Die Anzahl transmigrierter CD4⁺ T-Zellen wurde wie folgt berechnet:

c_CD4 = 6/5 x n_CD4 / n_Zählbeads x c_Zählbeads

n_CD4 = Anzahl der Events im CD4-Gate, ermittelt am Durchflusszytometer

n_Zählbeads = Anzahl der Events im Zählbead-Gate, ermittelt am Durchflusszytometer cZählbeads = Konzentration der eingesetzten Zählbeads, ermittelt in Zählkammer c_CD4 = Konzentration transmigrierter CD4⁺ T-Zellen, ermittelt mittels Zählbeads

Die ermittelte Zellzahl wurde ins Verhältnis zur Ausgangszellzahl gesetzt und als

% transmigrierte CD4⁺ T-Zellen vom Input dargestellt.

3.10.3 In-vivo-Migration von CD4⁺ T-Zellen

Um die Migration von CD4⁺ T-Zellen in vivo zu untersuchen, wurden Homingassays durchgeführt. Dazu wurden die Zellen in einer Zelldichte von 2x10⁷/ml cRPMI mit

51Chrom (20 µCi/ml) für 1 h bei 37°C radioaktiv markiert. Nach zweimaligem Waschen mit cRPMI wurden die Zellen für 1 h bei 37°C und 5% CO2 inkubiert und anschließend die toten Zellen mittels eines 17 %igen Nycodenzgradienten entfernt.

Die radioaktiv markierten Zellen wurden in einer Zelldichte von 5x10⁵-2x10⁶/200 µl PBS intravenös (i.v.) in die Mäuse gespritzt.

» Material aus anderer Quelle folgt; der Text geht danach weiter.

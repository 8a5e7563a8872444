//! Report writing.
//!
//! The engine hands the aggregated context to a `ReportWriter` and returns
//! whatever it produces alongside the raw aggregate. `MarkdownReportWriter`
//! renders a sectioned report without any LLM; `LlmReportWriter` prompts a
//! completion provider for long-form prose.

use async_trait::async_trait;
use std::sync::Arc;

use crate::error::LlmError;
use crate::llm::{CompletionProvider, CompletionRequest, Message};
use crate::model::AggregatedContext;

/// Turns an aggregated research context into a final report.
#[async_trait]
pub trait ReportWriter: Send + Sync {
    /// Write a markdown report from the aggregated context.
    async fn write(&self, context: &AggregatedContext) -> Result<String, LlmError>;
}

/// Renders the aggregate directly as sectioned markdown.
pub struct MarkdownReportWriter;

#[async_trait]
impl ReportWriter for MarkdownReportWriter {
    async fn write(&self, context: &AggregatedContext) -> Result<String, LlmError> {
        let mut out = format!("# Research Report: {}\n\n", context.question);

        out.push_str("## Key Learnings\n\n");
        if context.learnings.is_empty() {
            out.push_str("_No learnings were gathered._\n");
        }
        for (i, learning) in context.learnings.iter().enumerate() {
            out.push_str(&format!("{}. {}\n", i + 1, learning.text));
            for url in &learning.source_urls {
                out.push_str(&format!("   - {url}\n"));
            }
        }

        out.push_str("\n## Sources\n\n");
        if context.sources.is_empty() {
            out.push_str("_No sources were retrieved._\n");
        }
        for source in &context.sources {
            out.push_str(&format!(
                "- **{}** (score: {:.2})\n  {}\n",
                source.title, source.score, source.url
            ));
        }

        out.push_str(&format!(
            "\n---\n{} sources, {} learnings, {} nodes explored.\n",
            context.sources.len(),
            context.learnings.len(),
            context.nodes_explored,
        ));
        Ok(out)
    }
}

/// Writes the report by prompting a completion provider with the gathered
/// learnings and sources.
pub struct LlmReportWriter {
    provider: Arc<dyn CompletionProvider>,
}

impl LlmReportWriter {
    pub fn new(provider: Arc<dyn CompletionProvider>) -> Self {
        Self { provider }
    }
}

#[async_trait]
impl ReportWriter for LlmReportWriter {
    async fn write(&self, context: &AggregatedContext) -> Result<String, LlmError> {
        let mut prompt = format!(
            "Write a structured markdown research report answering: {}\n\nLearnings:\n",
            context.question
        );
        for learning in &context.learnings {
            prompt.push_str(&format!("- {}\n", learning.text));
        }
        prompt.push_str("\nSources:\n");
        for source in &context.sources {
            prompt.push_str(&format!("- {} ({})\n", source.title, source.url));
        }

        let response = self
            .provider
            .complete(CompletionRequest::from_messages(vec![
                Message::system("You are a research report writer. Produce markdown."),
                Message::user(prompt),
            ]))
            .await?;
        Ok(response.content)
    }
}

Die in bestimmten Organen, Blut und dem Restkörper enthaltene Radioaktivität wurde mittels eines WIZARD^® Gamma-Counters gemessen. Dabei reflektierte der angebende Prozentsatz organspezifischer Radioaktivität im Verhältnis zur gesamten detektierten Radioaktivität den prozentualen Anteil von CD4⁺ T-Zellen, die in das entsprechende Organ migriert waren.